### Material supplied
■ ■ ■

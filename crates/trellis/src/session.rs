//! Per-invocation session: configuration, graph, versioning and processor

use std::collections::BTreeMap;
use std::path::{Path, PathBuf};
use std::sync::Arc;

use anyhow::Context;
use tracing::{debug, info};

use trellis_core::config::{load_config_from_dir, ProjectConfig};
use trellis_core::{ConfigGraph, ModuleVersion, VcsHandler};
use trellis_tasks::{
    ActionContext, GraphResult, GraphResults, ProcessOptions, Provider, ShellProvider, Task, TaskGraphError,
    TaskGraphProcessor, TaskReporterRegistry,
};

use crate::cli::output::ConsoleReporter;
use crate::cli::{Cli, OutputFormat};

/// Everything a command needs to resolve and execute actions
pub struct Session {
    pub config_path: PathBuf,
    pub config: ProjectConfig,
    pub graph: Arc<ConfigGraph>,
    pub vcs: Arc<VcsHandler>,
    pub processor: Arc<TaskGraphProcessor>,
    pub provider: Arc<dyn Provider>,
}

impl Session {
    /// Load the project found from `dir` upwards
    pub fn load(dir: &Path, cli: &Cli) -> anyhow::Result<Self> {
        let (config, config_path) = load_config_from_dir(dir)?;
        info!(path = %config_path.display(), modules = config.modules.len(), "loaded configuration");

        let graph = Arc::new(ConfigGraph::build(config.modules.clone())?);

        let vcs = Arc::new(
            VcsHandler::default()
                .with_file_count_warning_threshold(config.versioning.file_count_warning_threshold),
        );

        let mut reporters = TaskReporterRegistry::new();
        if cli.format == OutputFormat::Text && !cli.quiet {
            reporters.register(Arc::new(ConsoleReporter));
        }
        let processor = Arc::new(TaskGraphProcessor::new(&config.tasks, Arc::new(reporters)));

        Ok(Self {
            config_path,
            config,
            graph,
            vcs,
            processor,
            provider: Arc::new(ShellProvider::new()),
        })
    }

    /// Directory holding the configuration file
    pub fn project_root(&self) -> &Path {
        self.config_path.parent().unwrap_or_else(|| Path::new("."))
    }

    /// Resolve the version of every module
    pub async fn versions(&self) -> anyhow::Result<BTreeMap<String, ModuleVersion>> {
        let versions = self
            .vcs
            .resolve_module_versions(&self.graph)
            .await
            .context("failed to resolve module versions")?;
        debug!(modules = versions.len(), "resolved module versions");
        Ok(versions)
    }

    /// Action context over freshly resolved versions
    pub async fn action_context(&self, force: bool, force_build: bool) -> anyhow::Result<ActionContext> {
        let versions = self.versions().await?;
        Ok(
            ActionContext::new(self.graph.clone(), versions, self.provider.clone())
                .with_force(force)
                .with_force_build(force_build),
        )
    }

    /// Process tasks, print a summary and fail when any task did not succeed
    pub async fn execute(&self, tasks: Vec<Task>, cli: &Cli) -> anyhow::Result<GraphResults> {
        if tasks.is_empty() {
            if cli.prints_text() {
                crate::cli::output::warning("Nothing to do");
            }
            return Ok(GraphResults::default());
        }

        let results = self.processor.process(tasks, ProcessOptions::default()).await?;
        print_results(&results, cli)?;

        let failures: Vec<String> = results
            .failed()
            .iter()
            .map(|r| format!("{}: {}", r.description, r.error.as_deref().unwrap_or_default()))
            .collect();
        if !failures.is_empty() {
            return Err(TaskGraphError::TasksFailed { failures }.into());
        }
        Ok(results)
    }
}

/// Print a batch summary, or every result as JSON
pub fn print_results(results: &GraphResults, cli: &Cli) -> anyhow::Result<()> {
    match cli.format {
        OutputFormat::Json => {
            let all: Vec<&GraphResult> = results.iter().map(|r| r.as_ref()).collect();
            println!("{}", serde_json::to_string_pretty(&all)?);
        }
        OutputFormat::Text => {
            if cli.quiet {
                return Ok(());
            }
            let failed = results.failed().len();
            let cancelled = results.cancelled().len();
            let succeeded = results.len() - failed - cancelled;
            println!();
            let summary = format!(
                "{} succeeded, {} failed, {} cancelled",
                succeeded, failed, cancelled
            );
            if results.has_failures() {
                crate::cli::output::error(&summary);
            } else {
                crate::cli::output::success(&summary);
            }
        }
    }
    Ok(())
}

#[cfg(test)]
mod tests {
    use super::*;
    use clap::Parser;
    use tempfile::TempDir;

    const PROJECT: &str = r#"
tasks:
  concurrency: 4
modules:
  - name: base
    path: base
    build:
      command: "echo base"
  - name: api
    path: api
    build:
      dependencies: [base]
      command: "echo api"
    services:
      - name: api
        command: "echo deploy"
  - name: broken
    path: broken
    build:
      command: "exit 3"
"#;

    fn project() -> TempDir {
        let temp = TempDir::new().unwrap();
        std::fs::write(temp.path().join("trellis.yaml"), PROJECT).unwrap();
        for module in ["base", "api", "broken"] {
            std::fs::create_dir_all(temp.path().join(module)).unwrap();
            std::fs::write(temp.path().join(module).join("main.txt"), module).unwrap();
        }
        temp
    }

    fn cli() -> Cli {
        Cli::try_parse_from(["trellis", "--quiet", "validate"]).unwrap()
    }

    #[tokio::test]
    async fn test_load_and_build_selected_modules() {
        let temp = project();
        let session = Session::load(&temp.path().join("api"), &cli()).unwrap();
        assert_eq!(session.project_root(), temp.path());

        let ctx = session.action_context(false, false).await.unwrap();
        let tasks = ctx.build_tasks(Some(&["api".to_string()])).unwrap();
        let results = session.execute(tasks, &cli()).await.unwrap();

        assert!(results.get("build.base").unwrap().is_success());
        let output = results.get("build.api").unwrap().output.clone().unwrap();
        assert_eq!(output["stdout"], "api");
    }

    #[tokio::test]
    async fn test_failed_task_is_task_failure() {
        let temp = project();
        let session = Session::load(temp.path(), &cli()).unwrap();

        let ctx = session.action_context(false, false).await.unwrap();
        let tasks = ctx.build_tasks(Some(&["broken".to_string()])).unwrap();
        let err = session.execute(tasks, &cli()).await.unwrap_err();

        assert_eq!(crate::exit_codes::for_error(&err), crate::exit_codes::TASK_FAILED);
        assert!(err.to_string().contains("build module broken"));
    }

    #[test]
    fn test_missing_config_is_configuration_error() {
        let temp = TempDir::new().unwrap();
        let err = Session::load(temp.path(), &cli()).err().unwrap();
        assert_eq!(crate::exit_codes::for_error(&err), crate::exit_codes::CONFIG_ERROR);
    }
}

■ ■ ■

Check each line of the listing above. Copy it if it holds the string "ProcessOptions".

### Output of the exercise
    ActionContext, GraphResult, GraphResults, ProcessOptions, Provider, ShellProvider, Task, TaskGraphError,
        let results = self.processor.process(tasks, ProcessOptions::default()).await?;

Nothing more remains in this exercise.